By studying the oldest-known rocks, we can also learn about the strength and direction of the ancient magnetic field. When these rocks were formed and solidified, not only did they freeze the products of radioactive decay so that the rocks could be dated, but they also froze-in the strength and orientation of the magnetic field at the time of solidification. The problem is that the farther back you go in time, the less secure will be your idea of how the rock was oriented in space. Continental drift has occurred so that for the most ancient rocks that are several billion years old, it is hard, if not impossible, to recover what their orientation was on the surface of the Earth. Without this knowledge, you cannot interpret the orientation of the trapped magnetic field in terms of a global picture of what the Earth's magnetic field looked like...if it was shaped like a bar magnet, or where the poles were geographically located.
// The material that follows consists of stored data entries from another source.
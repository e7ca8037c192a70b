//! The single tax policy of the register.
//!
//! A flat 7% tax is added on top of the cart subtotal. The tax-inclusive
//! amount due is what payment validation checks against, what change is
//! computed from, and what the receipt's TOTAL line shows.

use fixed::types::U51F13;

/// The flat tax rate, in percent
pub const TAX_RATE_PERCENT: u32 = 7;

/// The tax added on top of the specified subtotal
pub fn tax_amount(subtotal: U51F13) -> U51F13 {
    subtotal * U51F13::from_num(TAX_RATE_PERCENT) / U51F13::from_num(100)
}

/// The tax-inclusive amount the customer has to pay
pub fn amount_due(subtotal: U51F13) -> U51F13 {
    subtotal + tax_amount(subtotal)
}

#[cfg(test)]
mod tests {
    use super::*;

    #[test]
    fn tax_on_a_round_subtotal_is_exact() {
        assert_eq!(tax_amount(U51F13::from_num(100)), U51F13::from_num(7));
        assert_eq!(amount_due(U51F13::from_num(100)), U51F13::from_num(107));
    }

    #[test]
    fn amount_due_rounds_to_the_expected_cents() {
        let due = amount_due(U51F13::from_num(165));
        assert_eq!(format!("{due:.2}"), "176.55");
    }

    #[test]
    fn zero_subtotal_is_due_nothing() {
        assert_eq!(amount_due(U51F13::from_num(0)), U51F13::from_num(0));
    }
}
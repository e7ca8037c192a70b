use std::path::PathBuf;

use fixed::types::U51F13;
use tracing::error;

use crate::cart::{Cart, CartError};
use crate::catalog::{Catalog, Product, ProductId};
use crate::ledger::{LedgerError, SalesLedger};
use crate::receipt;
use crate::sale::Sale;
use crate::summary::DailySummary;
use crate::tax;

/// Possible errors to occur while operating the register
#[derive(Debug, thiserror::Error)]
pub enum RegisterError {
    #[error("no product with id {0} in the catalog")]
    UnknownProduct(ProductId),
}

/// Possible errors to occur during checkout
#[derive(Debug, thiserror::Error)]
pub enum CheckoutError {
    #[error("the cart is empty")]
    EmptyCart,
    #[error("insufficient payment: ฿{received:.2} received, ฿{required:.2} required")]
    InsufficientPayment {
        required: U51F13,
        received: U51F13,
    },
}

/// The single point-of-sale register
///
/// The register ties the loaded catalog, the customer cart and the day's
/// sale ledger together and drives the checkout lifecycle: validate the
/// payment against the tax-inclusive amount due, freeze the cart into a
/// sale, mirror it to the day's files and clear the cart in one step.
#[derive(Debug)]
pub struct Register {
    catalog: Catalog,
    cart: Cart,
    ledger: SalesLedger,
    last_receipt: Option<String>,
}

impl Register {
    pub fn new(catalog: Catalog, ledger: SalesLedger) -> Self {
        Self {
            catalog,
            cart: Cart::new(),
            ledger,
            last_receipt: None,
        }
    }

    pub fn catalog(&self) -> &Catalog {
        &self.catalog
    }

    pub fn cart(&self) -> &Cart {
        &self.cart
    }

    pub fn ledger(&self) -> &SalesLedger {
        &self.ledger
    }

    /// Adds one unit of the specified catalog product to the cart
    pub fn add_to_cart(&mut self, id: ProductId) -> Result<&Product, RegisterError> {
        let product = self
            .catalog
            .get(id)
            .ok_or(RegisterError::UnknownProduct(id))?;
        self.cart.add(product);

        Ok(product)
    }

    /// Removes one unit of the named product from the cart
    ///
    /// The operator surface displays names, so removal is keyed by display
    /// name here; the cart itself resolves the name to its id.
    pub fn remove_from_cart(&mut self, name: &str) -> Result<(), CartError> {
        self.cart.remove_one_by_name(name)
    }

    pub fn clear_cart(&mut self) {
        self.cart.clear();
    }

    /// The cart subtotal before tax
    pub fn subtotal(&self) -> U51F13 {
        self.cart.subtotal()
    }

    /// The tax-inclusive amount the current cart is due
    pub fn amount_due(&self) -> U51F13 {
        tax::amount_due(self.cart.subtotal())
    }

    /// Completes the sale of the current cart against the received cash
    ///
    /// An empty cart and a received amount below the tax-inclusive amount
    /// due are rejected without mutating anything. On success the sale is
    /// recorded, the day's summary report is refreshed, the receipt is
    /// retained for reprints and the cart is cleared atomically.
    pub fn checkout(&mut self, received: U51F13) -> Result<Sale, CheckoutError> {
        if self.cart.is_empty() {
            return Err(CheckoutError::EmptyCart);
        }

        let required = self.amount_due();
        let change = received
            .checked_sub(required)
            .ok_or(CheckoutError::InsufficientPayment { required, received })?;

        let sale = Sale::new(&self.cart, required, received, change);
        self.last_receipt = Some(receipt::render(
            &self.cart,
            received,
            change,
            sale.timestamp(),
        ));

        self.ledger.record(sale.clone());
        // best-effort refresh, like the log append itself
        if let Err(err) = self.ledger.write_summary(self.ledger.date()) {
            error!("failed to refresh the daily summary: {err}");
        }

        self.cart.clear();

        Ok(sale)
    }

    /// The receipt text of the most recent sale, if any
    pub fn last_receipt(&self) -> Option<&str> {
        self.last_receipt.as_deref()
    }

    /// A copy of today's recorded sales
    pub fn todays_sales(&self) -> Vec<Sale> {
        self.ledger.todays_sales()
    }

    /// Recomputes today's aggregate summary without touching any file
    pub fn quick_summary(&self) -> DailySummary {
        self.ledger.summarize(self.ledger.date())
    }

    /// Writes today's summary report and returns its path
    pub fn write_daily_summary(&self) -> Result<PathBuf, LedgerError> {
        self.ledger.write_summary(self.ledger.date())
    }
}
use std::collections::{HashMap, HashSet};
use std::path::Path;

use fixed::types::U51F13;
use tracing::warn;

/// Possible errors to occur while loading the product catalog
#[derive(Debug, thiserror::Error)]
pub enum CatalogError {
    #[error(transparent)]
    Io(#[from] std::io::Error),
    #[error(transparent)]
    Csv(#[from] csv::Error),
}

/// The unique identifier of a product
#[derive(Clone, Copy, Debug, serde::Serialize, serde::Deserialize, PartialEq, Eq, Hash, PartialOrd, Ord)]
pub struct ProductId(u32);

impl From<u32> for ProductId {
    fn from(id: u32) -> Self {
        Self(id)
    }
}

impl std::fmt::Display for ProductId {
    fn fmt(&self, f: &mut std::fmt::Formatter<'_>) -> std::fmt::Result {
        self.0.fmt(f)
    }
}

/// A product offered for sale
///
/// Products are read once from the catalog file at startup and are
/// never mutated afterwards.
#[derive(Clone, Debug, PartialEq, serde::Serialize, serde::Deserialize)]
pub struct Product {
    id: ProductId,
    name: String,
    price: U51F13,
}

impl Product {
    pub fn new(id: ProductId, name: impl Into<String>, price: U51F13) -> Self {
        Self {
            id,
            name: name.into(),
            price,
        }
    }

    /// The unique id of the product
    pub fn id(&self) -> ProductId {
        self.id
    }

    /// The display name of the product
    pub fn name(&self) -> &str {
        &self.name
    }

    /// The unit price of the product
    pub fn price(&self) -> U51F13 {
        self.price
    }
}

/// The product catalog of the register
///
/// The catalog is loaded from a `id,name,price` CSV file. Rows that fail to
/// parse, reuse an id, or reuse a display name are skipped with a warning.
/// Display names are unique within a loaded catalog, so looking a product up
/// by name is unambiguous.
#[derive(Debug, Default)]
pub struct Catalog {
    products: Vec<Product>,
    by_id: HashMap<ProductId, usize>,
}

impl Catalog {
    /// Loads the catalog from the specified CSV file
    ///
    /// If the file does not exist yet, it is seeded with the default product
    /// list before the first read.
    pub fn load(path: impl AsRef<Path>) -> Result<Self, CatalogError> {
        let path = path.as_ref();
        if !path.exists() {
            Self::seed_default(path)?;
        }

        let mut reader = csv::ReaderBuilder::new()
            .has_headers(true)
            .trim(csv::Trim::All)
            .from_path(path)?;

        let mut products = Vec::new();
        for row in reader.deserialize::<Product>() {
            match row {
                Ok(product) => products.push(product),
                Err(err) => warn!("skipping malformed catalog row: {err}"),
            }
        }

        Ok(Self::from_products(products))
    }

    /// Builds a catalog from an already parsed product list
    ///
    /// Products with an id or display name that is already taken are skipped.
    pub fn from_products(products: Vec<Product>) -> Self {
        let mut catalog = Self::default();
        let mut names = HashSet::new();

        for product in products {
            if catalog.by_id.contains_key(&product.id()) {
                warn!("skipping catalog row with duplicate id {}", product.id());
                continue;
            }
            if !names.insert(product.name().to_owned()) {
                warn!("skipping catalog row with duplicate name {:?}", product.name());
                continue;
            }

            catalog.by_id.insert(product.id(), catalog.products.len());
            catalog.products.push(product);
        }

        catalog
    }

    /// Looks a product up by its id
    pub fn get(&self, id: ProductId) -> Option<&Product> {
        self.by_id.get(&id).map(|&index| &self.products[index])
    }

    /// All products, in catalog file order
    pub fn products(&self) -> &[Product] {
        &self.products
    }

    pub fn len(&self) -> usize {
        self.products.len()
    }

    pub fn is_empty(&self) -> bool {
        self.products.is_empty()
    }

    fn seed_default(path: &Path) -> Result<(), CatalogError> {
        let mut writer = csv::WriterBuilder::new()
            .has_headers(true)
            .from_path(path)?;

        for product in Self::default_products() {
            writer.serialize(product)?;
        }
        writer.flush()?;

        Ok(())
    }

    fn default_products() -> Vec<Product> {
        [
            (1, "Espresso", 50),
            (2, "Latte", 65),
            (3, "Cappuccino", 70),
            (4, "Cappuccino Freddo", 75),
            (5, "Americano", 45),
            (6, "Mocha", 80),
            (7, "Macchiato", 70),
            (8, "Flat White", 70),
            (9, "Croissant", 45),
            (10, "Danish Pastry", 55),
            (11, "Muffin", 40),
            (12, "Donut", 35),
        ]
        .into_iter()
        .map(|(id, name, price)| Product::new(ProductId(id), name, U51F13::from_num(price)))
        .collect()
    }
}

#[cfg(test)]
mod tests {
    use std::io::Write;

    use super::*;

    #[test]
    fn missing_file_is_seeded_with_defaults() {
        let dir = tempfile::tempdir().unwrap();
        let path = dir.path().join("products.csv");

        let catalog = Catalog::load(&path).unwrap();

        assert!(path.exists());
        assert_eq!(catalog.len(), 12);
        let espresso = catalog.get(ProductId(1)).unwrap();
        assert_eq!(espresso.name(), "Espresso");
        assert_eq!(espresso.price(), U51F13::from_num(50));
    }

    #[test]
    fn seeded_file_is_reread_on_next_load() {
        let dir = tempfile::tempdir().unwrap();
        let path = dir.path().join("products.csv");

        Catalog::load(&path).unwrap();
        let catalog = Catalog::load(&path).unwrap();

        assert_eq!(catalog.len(), 12);
        assert_eq!(catalog.get(ProductId(12)).unwrap().name(), "Donut");
    }

    #[test]
    fn malformed_rows_are_skipped() {
        let dir = tempfile::tempdir().unwrap();
        let path = dir.path().join("products.csv");
        let mut file = std::fs::File::create(&path).unwrap();
        writeln!(file, "id,name,price").unwrap();
        writeln!(file, "1,Espresso,50.0").unwrap();
        writeln!(file, "2,Latte").unwrap();
        writeln!(file, "x,Cappuccino,70.0").unwrap();
        writeln!(file, "4,Mocha,not-a-price").unwrap();
        writeln!(file, "5,Americano,45.0").unwrap();
        drop(file);

        let catalog = Catalog::load(&path).unwrap();

        assert_eq!(catalog.len(), 2);
        assert!(catalog.get(ProductId(1)).is_some());
        assert!(catalog.get(ProductId(5)).is_some());
    }

    #[test]
    fn duplicate_ids_are_skipped() {
        let catalog = Catalog::from_products(vec![
            Product::new(ProductId(1), "Espresso", U51F13::from_num(50)),
            Product::new(ProductId(1), "Latte", U51F13::from_num(65)),
        ]);

        assert_eq!(catalog.len(), 1);
        assert_eq!(catalog.get(ProductId(1)).unwrap().name(), "Espresso");
    }

    #[test]
    fn duplicate_names_are_skipped() {
        let catalog = Catalog::from_products(vec![
            Product::new(ProductId(1), "Espresso", U51F13::from_num(50)),
            Product::new(ProductId(2), "Espresso", U51F13::from_num(55)),
        ]);

        assert_eq!(catalog.len(), 1);
        assert!(catalog.get(ProductId(2)).is_none());
    }
}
From samples that go back several hundred million years, geophysicists have learned that the surface field has undergone many dramatic changes. Periodically every 300,000 years, the polarity of this field flips over, and like the solar magnetic field, there is a magnetic cycle to this change. Also, the poles wander considerably over the surface of the Earth, and even now you can measure this 'secular change' of the magnetic pole locations. Although the strength of the main field waxes and wanes in strength during these cycles, and even reaches near-zero for perhaps a few decades or centuries, the maximum strength doesn't seem to have exceeded 1 gauss. Currently it is at about 0.6 gauss, so there are some internal mechanisms that seem to regulate this maximum field strength from cycle to cycle. The oldest magnetic traces we have to work with are about 100 million years old.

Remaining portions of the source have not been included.